Troca Turno

Episódio: Mande a Sua #338
Mecanismos: autoridade-inventada gaslighting-comico kafkiano deadpan

Setup

Milto entra numa loja de celular (Facel) onde não trabalha e pede pra uma das atendentes trocar de turno com ele, alegando que semana que vem é aniversário do filho e precisa ficar livre à tarde. Finge que é colega delas há meses.

Twist / Escalação

Quando as atendentes dizem que não trabalha ali, Milto escala a indignação: “tá dizendo que eu sou ninguém? Você diminuir meu trabalho aqui?“. Insiste que trabalha desde o começo do ano, chega a duvidar se a loja é Machado Celular em vez de Facel, e acusa as funcionárias de falta de empatia pelo aniversário do filho.

Melhores Reações

  • “Moço, tá confundindo a loja”
  • “Moço, eu não vou saber onde eu trabalho aqui não?”
  • “Tá dizendo que eu sou ninguém?
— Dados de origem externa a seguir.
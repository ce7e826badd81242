// Use cases layer: room workflows, moderation and the room registry.

pub mod game;
pub mod lobby;
pub mod moderation;
pub mod types;

pub use types::{CommandRequest, GameEvent, RoomUpdate};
Tá diminuir meu trabalho?”

Análise

Milto inverte o ônus da prova: em vez de ele provar que trabalha ali, as atendentes reais passam a se sentir culpadas de não “reconhecer” o colega. A armadilha kafkiana funciona porque ele usa vocabulário corporativo real (“trocar turno”, “quebrar galho”) e apela pra empatia familiar, fazendo as vítimas hesitarem entre corrigir o estranho ou ceder pra não ofendê-lo.